= Qijurittug =

The Qijurittuq archaeological site (IbGk-3) is an archaeological site located on Drayton Island on the eastern shore of Hudson Bay, Nunavik, in Quebec, Canada. The site contains structural remains and artifacts relating to the Thule/Inuit culture dating back to approximately 700 to 800 years ago.

Research on the site has focused on the study of wood sources, procurement strategies, settlement patterns and examination of why semi-subterranean structures remained long after this type of housing was abandoned years before. The impact of climate change and continuous contact with Euro-Canadians and its effect on Inuit Culture is also examined.

==Introduction==
Research from the Qijurittuq site began in 2007 as part of a study looking at the effect of climate change on the Thule/Inuit culture and the Paleo-Eskimos of the Hudson Bay area. The research was part of the Global International Polar Year project.

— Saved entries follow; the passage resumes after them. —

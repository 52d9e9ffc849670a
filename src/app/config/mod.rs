// SPDX-License-Identifier: MPL-2.0
//! This module handles the application's configuration, including loading and
//! saving user preferences to a `settings.toml` file.
//!
//! # Configuration Sections
//!
//! - `[general]` - Language and theme mode
//!
//! # Path Resolution
//!
//! The config file location can be customized for testing or portable
//! deployments:
//! 1. Use `load_from_path()`/`save_to_path()` with an explicit path
//! 2. Set the `ARCANA_CONFIG_DIR` environment variable
//! 3. Falls back to the platform-specific config directory

pub mod defaults;

pub use defaults::*;

use crate::app::paths;
use crate::error::Result;
use crate::ui::theming::ThemeMode;
use serde::{Deserialize, Serialize};
use std::fs;
use std::path::{Path, PathBuf};

const CONFIG_FILE: &str = "settings.toml";

/// General application settings.
#[derive(Debug, Clone, Serialize, Deserialize, PartialEq)]
#[serde(rename_all = "kebab-case")]
pub struct GeneralConfig {
    /// UI language code (e.g., "zh-CN", "en-US").
    #[serde(default, skip_serializing_if = "Option::is_none")]
    pub language: Option<String>,

    /// Application theme mode (light, dark, or system).
    #[serde(default = "default_theme_mode")]
    pub theme_mode: ThemeMode,
}

impl Default for GeneralConfig {
    fn default() -> Self {
        Self {
            language: None,
            theme_mode: default_theme_mode(),
        }
    }
}

/// Root configuration document.
#[derive(Debug, Clone, Default, Serialize, Deserialize, PartialEq)]
pub struct Config {
    #[serde(default)]
    pub general: GeneralConfig,
}

fn config_file_path() -> Option<PathBuf> {
    paths::config_dir().map(|dir| dir.join(CONFIG_FILE))
}

/// Loads the configuration, falling back to defaults on any problem.
///
/// Returns the config together with an optional warning message key so the
/// caller can surface load problems without aborting startup.
pub fn load() -> (Config, Option<&'static str>) {
    let Some(path) = config_file_path() else {
        return (Config::default(), Some("warning-config-dir-unavailable"));
    };

    if !path.exists() {
        return (Config::default(), None);
    }

    match load_from_path(&path) {
        Ok(config) => (config, None),
        Err(_) => (Config::default(), Some("warning-config-unreadable")),
    }
}

/// Loads the configuration from an explicit path.
pub fn load_from_path(path: &Path) -> Result<Config> {
    let contents = fs::read_to_string(path)?;
    let config = toml::from_str(&contents)?;
    Ok(config)
}

/// Saves the configuration to the resolved config directory.
pub fn save(config: &Config) -> Result<()> {
    let path = config_file_path()
        .ok_or_else(|| crate::error::Error::Config("no config directory".into()))?;
    save_to_path(config, &path)
}

/// Saves the configuration to an explicit path, creating parent directories.
pub fn save_to_path(config: &Config, path: &Path) -> Result<()> {
    if let Some(parent) = path.parent() {
        fs::create_dir_all(parent)?;
    }
    let contents = toml::to_string_pretty(config)?;
    fs::write(path, contents)?;
    Ok(())
}

#[cfg(test)]
mod tests {
    use super::*;
    use tempfile::tempdir;

    #[test]
    fn default_config_has_system_theme_and_no_language() {
        let config = Config::default();
        assert_eq!(config.general.theme_mode, ThemeMode::System);
        assert!(config.general.language.is_none());
    }

    #[test]
    fn save_and_load_round_trip() {
        let dir = tempdir().expect("temp dir");
        let path = dir.path().join(CONFIG_FILE);

        let config = Config {
            general: GeneralConfig {
                language: Some("en-US".to_string()),
                theme_mode: ThemeMode::Dark,
            },
        };
        save_to_path(&config, &path).expect("save config");

        let loaded = load_from_path(&path).expect("load config");
        assert_eq!(loaded, config);
    }

    #[test]
    fn load_rejects_malformed_toml() {
        let dir = tempdir().expect("temp dir");
        let path = dir.path().join(CONFIG_FILE);
        fs::write(&path, "general = not valid").expect("write file");

        assert!(load_from_path(&path).is_err());
    }

    #[test]
    fn missing_sections_fall_back_to_defaults() {
        let dir = tempdir().expect("temp dir");
        let path = dir.path().join(CONFIG_FILE);
        fs::write(&path, "").expect("write file");

        let loaded = load_from_path(&path).expect("load config");
        assert_eq!(loaded, Config::default());
    }

    #[test]
    fn theme_mode_serializes_kebab_case() {
        let config = Config {
            general: GeneralConfig {
                language: None,
                theme_mode: ThemeMode::Dark,
            },
        };
        let text = toml::to_string_pretty(&config).expect("serialize");
        assert!(text.contains("theme-mode = \"dark\""));
    }
}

The Nunavik component of this global project was initially oriented towards the investigation of Thule/Inuit archaeology in Hudson Bay and Hudson Strait, within a context of climatic change. The Qijurittuq site research is directed at change in semi-subterranean dwellings and whether it was due to climate change, technology, and/or procurement strategies.

==Site excavation==
The Qijurittuq site (IbGk-3) research is directed to four areas: palaeoenvironmental data with a focus on the Little Ice Age, archaeological information from Qijurittuq and other related sites, local people and their traditional knowledge and cultural history, and ethno-historical research focused on reasons of abandonment of semi-subterranean dwellings in the Eastern Arctic.

The Qijurittuq site is on Drayton Island, along the eastern shore of Hudson Bay in Nunavik, in Northern Quebec in the Hopewell archipelago. The site is located in a valley protected from the harsh winds during the fall and early winter. The landscape is characterized by continuous permafrost zone with strong winds blowing the fall and winter, shrub tundra with willow, birch, herbaceous plants, mosses and lichens. The islands are characterized by Cuesta formations of sandstone, quartzite and dolomite, with steep cliffs on one side and gentle slopes to seaward. Siltstone, found throughout the area, was utilized by the first Paleo-Eskimos to make tools.

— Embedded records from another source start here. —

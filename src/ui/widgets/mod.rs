// SPDX-License-Identifier: MPL-2.0
//! Custom canvas widgets for the decorative layer.

pub mod card_back;
pub mod floating_orb;

pub use card_back::CardBack;
pub use floating_orb::FloatingOrb;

The site has nineteen structures, of which thirteen are semi-subterranean houses, pointing to a fall and winter occupational period. Also included are structures indicating spring and summer occupation, typical of the Late Paleo-Eskimo time period.

Paleo-Eskimo structures were typically tents constructed of driftwood poles and covered with skins secured by a ring of rocks with stones creating a mid-passage that divided the living areas.

Three additional sites were near the Qijurittuq site, IbGk-7 thought to be spring and summer month occupations with evidence of tent rings, food cache, fox traps and graves. Site IbGk-7 was located near the water, down the valley with sites IbGk-8 and IbGk-38 located on top of the hill overlooking the valley to the north and south, exposed to the winds from every side.

===Local Involvement===
The excavations included local high school students from Inukjuak. The trainees were exposed basic archeology techniques like collecting artifacts, recording data, basic excavation, dendrochronology, as well as geomorphology.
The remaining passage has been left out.